ML Case-study Interview Question: Neural Network-Powered Subfolder Suggestions with Human-in-the-Loop Control
Browse all the ML Case-Studies here.
Case-Study question
A large-scale file-hosting platform noticed that manual organization of large volumes of files is time-consuming for users, especially team administrators responsible for folder cleanups. The company wants a machine learning system that can suggest subfolders for each new file placed into a broader parent folder. They want an intuitive human-in-the-loop approach, where the system suggests best-fit subfolders and the user can accept, modify, or reject these suggestions. They also want to ensure reasonable latency and privacy safeguards.

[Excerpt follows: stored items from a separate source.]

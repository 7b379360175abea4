//! Data models for diff representation and review state.

mod comment;
mod diff;
mod review;

pub use comment::{CommentList, DiffComment};
pub use diff::{DiffLine, FileDiff, FileKind, Hunk, LineKind};
pub use review::{HunkAction, ReviewState};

Consider you are leading the Senior Data Scientist team. How would you design an end-to-end solution? Outline your data strategy, model architecture, evaluation metrics, privacy protections, and deployment approach. Address potential hurdles, such as personalized file naming conventions, dealing with sensitive filenames, ensuring low latency, and allowing full user control in final decisions.
Detailed Solution
Understanding user behavior and forming hypotheses
Teams typically have diverse organization styles. Some prefer organizing by theme, while others focus on workflows or source of content. This implies that a generic model must handle multiple strategies without forcing a single rigid approach. The system should collect examples of already well-organized folders, treating them as labeled data for how future recommendations should look.

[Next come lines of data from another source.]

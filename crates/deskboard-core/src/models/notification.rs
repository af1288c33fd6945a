use chrono::{DateTime, Utc};
use serde::{Deserialize, Serialize};

#[derive(Debug, Clone, Copy, PartialEq, Eq, Serialize, Deserialize)]
#[serde(rename_all = "lowercase")]
#[cfg_attr(feature = "ts", derive(ts_rs::TS))]
#[cfg_attr(feature = "ts", ts(export))]
pub enum NotificationType {
    Task,
    Meeting,
    Finance,
    Alert,
}

impl std::fmt::Display for NotificationType {
    fn fmt(&self, f: &mut std::fmt::Formatter<'_>) -> std::fmt::Result {
        match self {
            NotificationType::Task => write!(f, "Task"),
            NotificationType::Meeting => write!(f, "Meeting"),
            NotificationType::Finance => write!(f, "Finance"),
            NotificationType::Alert => write!(f, "Alert"),
        }
    }
}

#[derive(Debug, Clone, PartialEq, Eq, Serialize, Deserialize)]
#[cfg_attr(feature = "ts", derive(ts_rs::TS))]
#[cfg_attr(feature = "ts", ts(export))]
pub struct AppNotification {
    pub id: String,
    #[serde(rename = "type")]
    pub kind: NotificationType,
    pub title: String,
    pub message: String,
    #[serde(default)]
    pub read: bool,
    #[serde(rename = "createdAt")]
    #[cfg_attr(feature = "ts", ts(type = "string"))]
    pub created_at: DateTime<Utc>,
}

Building a labeled dataset
Engineers can infer “correct” file-to-subfolder mappings from folders that appear organized. Training data pairs (file, subfolder) become positive examples when a file belongs in that subfolder. All other subfolders in the same parent folder become negative examples. Sensitive filenames or folder names should remain protected. One strategy is to rely on a secured sandbox of allowed data that only a small, approved team can access for development.
Two modeling approaches
The first baseline is a similarity heuristic. Compute string or token-based matches between the file name and candidate folder names or sibling file names. The second approach is a neural network that encodes names into vector spaces and scores each (file, folder) pair.
Key formula for ranking candidate subfolders
Below is a simple conceptual representation of the scoring function in plain text. This formula outputs a single numeric score used to rank subfolders for each file.
Here:
E_file is the encoded representation of the file's name.

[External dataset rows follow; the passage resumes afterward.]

//! In-memory access token plus persisted refresh token.
//!
//! The store never talks to the network. Reads of the access token validate
//! on every call, so an expired token silently becomes "absent" without
//! anyone having to evict it.

use std::sync::{Arc, PoisonError, RwLock, RwLockReadGuard, RwLockWriteGuard};

use serde::{Deserialize, Serialize};
use tokio::sync::watch;
use tracing::{debug, warn};

use super::clock::Clock;
use super::storage::KeyValueStore;
use super::token::{AccessToken, TokenValidator};
use super::AuthError;

/// Derived session state.
#[derive(Debug, Clone, Copy, PartialEq, Eq, Serialize, Deserialize)]
#[serde(rename_all = "snake_case")]
#[cfg_attr(feature = "ts", derive(ts_rs::TS))]
#[cfg_attr(feature = "ts", ts(export))]
pub enum SessionState {
    /// No usable access token and no refresh token.
    LoggedOut,
    /// A usable access token is held.
    Authenticated,
    /// Access token absent or expired, refresh token present.
    Renewable,
}

#[derive(Debug, Default)]
struct Held {
    access: Option<AccessToken>,
    // Bumped on every clear(); lets a late refresh detect that the session
    // it was renewing has since ended.
    epoch: u64,
}

pub struct TokenStore {
    held: RwLock<Held>,
    storage: Arc<dyn KeyValueStore>,
    validator: TokenValidator,
    clock: Arc<dyn Clock>,
    refresh_key: String,
    state_tx: watch::Sender<SessionState>,
}

impl TokenStore {
    pub fn new(
        storage: Arc<dyn KeyValueStore>,
        validator: TokenValidator,
        clock: Arc<dyn Clock>,
        refresh_key: impl Into<String>,
    ) -> Self {
        let refresh_key = refresh_key.into();
        let initial = match storage.get(&refresh_key) {
            Ok(Some(_)) => SessionState::Renewable,
            _ => SessionState::LoggedOut,
        };
        let (state_tx, _) = watch::channel(initial);

        Self {
            held: RwLock::new(Held::default()),
            storage,
            validator,
            clock,
            refresh_key,
            state_tx,
        }
    }

    fn read(&self) -> RwLockReadGuard<'_, Held> {
        self.held.read().unwrap_or_else(PoisonError::into_inner)
    }

    fn write(&self) -> RwLockWriteGuard<'_, Held> {
        self.held.write().unwrap_or_else(PoisonError::into_inner)
    }

    /// The held access token, if it is still usable right now.
    pub fn access_token(&self) -> Option<AccessToken> {
        let held = self.read();
        let token = held.access.as_ref()?;
        match self.validator.check(token, self.clock.now()) {
            Ok(()) => Some(token.clone()),
            Err(reason) => {
                debug!(%reason, "Held access token is not usable");
                None
            }
        }
    }

    /// Seconds until the held access token expires, measured on the
    /// injected clock. `None` when no usable token is held.
    pub fn seconds_until_expiry(&self) -> Option<i64> {
        let token = self.access_token()?;
        Some(token.seconds_until_expiry(self.clock.now()))
    }

    /// The persisted refresh token, verbatim. Storage failures read as absent.
    pub fn refresh_token(&self) -> Option<String> {
        let _held = self.read();
        self.load_refresh_token()
    }

    fn load_refresh_token(&self) -> Option<String> {
        match self.storage.get(&self.refresh_key) {
            Ok(value) => value,
            Err(e) => {
                warn!(error = %e, "Failed to read refresh token, treating as absent");
                None
            }
        }
    }

    /// Validate `access` and, if usable, store the pair. On any failure the
    /// previous pair stays in place.
    pub fn set_tokens(&self, access: &str, refresh: &str) -> Result<AccessToken, AuthError> {
        self.commit(None, access, refresh).map(|(token, _)| token)
    }

    pub(crate) fn epoch(&self) -> u64 {
        self.read().epoch
    }

    /// Like `set_tokens`, but refuses if the store was cleared since `epoch`.
    /// The flag is true when no access token was held before, i.e. this pair
    /// starts a session rather than renewing one.
    pub(crate) fn set_tokens_for_epoch(
        &self,
        epoch: u64,
        access: &str,
        refresh: &str,
    ) -> Result<(AccessToken, bool), AuthError> {
        self.commit(Some(epoch), access, refresh)
    }

    fn commit(
        &self,
        expected_epoch: Option<u64>,
        access: &str,
        refresh: &str,
    ) -> Result<(AccessToken, bool), AuthError> {
        let token = self
            .validator
            .validate(access, self.clock.now())
            .map_err(|reason| {
                warn!(%reason, "Rejected access token issued by server");
                AuthError::InvalidCredential(reason)
            })?;

        let mut held = self.write();
        if let Some(expected) = expected_epoch {
            if held.epoch != expected {
                debug!("Session ended while tokens were being renewed, discarding pair");
                return Err(AuthError::RefreshFailed(
                    "session ended while the refresh was in flight".to_string(),
                ));
            }
        }

        self.storage
            .set(&self.refresh_key, refresh)
            .map_err(|e| AuthError::Storage(e.to_string()))?;
        let started = held.access.replace(token.clone()).is_none();
        drop(held);

        self.state_tx.send_replace(SessionState::Authenticated);
        Ok((token, started))
    }

    /// Forget both tokens. Safe to call repeatedly.
    pub fn clear(&self) {
        let mut held = self.write();
        held.access = None;
        held.epoch += 1;
        if let Err(e) = self.storage.remove(&self.refresh_key) {
            warn!(error = %e, "Failed to remove persisted refresh token");
        }
        drop(held);

        self.state_tx.send_replace(SessionState::LoggedOut);
    }

    pub fn session_state(&self) -> SessionState {
        if self.access_token().is_some() {
            SessionState::Authenticated
        } else if self.refresh_token().is_some() {
            SessionState::Renewable
        } else {
            SessionState::LoggedOut
        }
    }

    /// Watch login/logout transitions. Expiry of the access token is not
    /// pushed; use `session_state()` for the current derived value.
    pub fn subscribe(&self) -> watch::Receiver<SessionState> {
        self.state_tx.subscribe()
    }
}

E_folder is the encoded representation of the candidate folder’s name.
E_siblings is an aggregate representation of the names in that folder, since those can reveal strong clues about that folder’s contents.
f is a function that can be implemented by a small neural network. The network might do pairwise or triplet comparisons among file, folder, and siblings. A higher score indicates a stronger likelihood that file belongs in that folder.
Model architecture
A simple neural network with fewer than 20 hidden layers can map embeddings of file and folder tokens to a single prediction. A final sigmoid or softmax layer can classify if the match is correct or not. The highest-scoring candidate becomes the top recommendation. Additional thresholds split recommendations into high, medium, or low confidence.
Privacy constraints
Ensure no raw filenames are accessible by unauthorized personnel. Use a secure pipeline that either anonymizes text or grants temporary access to sanitized tokens. Store only hashed or obfuscated tokens when possible. Restrict developer access, log usage, and periodically purge data.
Deployment and latency
Trigger the model at the moment a user attempts to organize files. Maintain performance by caching embeddings or applying approximate nearest neighbor queries. Tuning embeddings and controlling model size help achieve low inference latency.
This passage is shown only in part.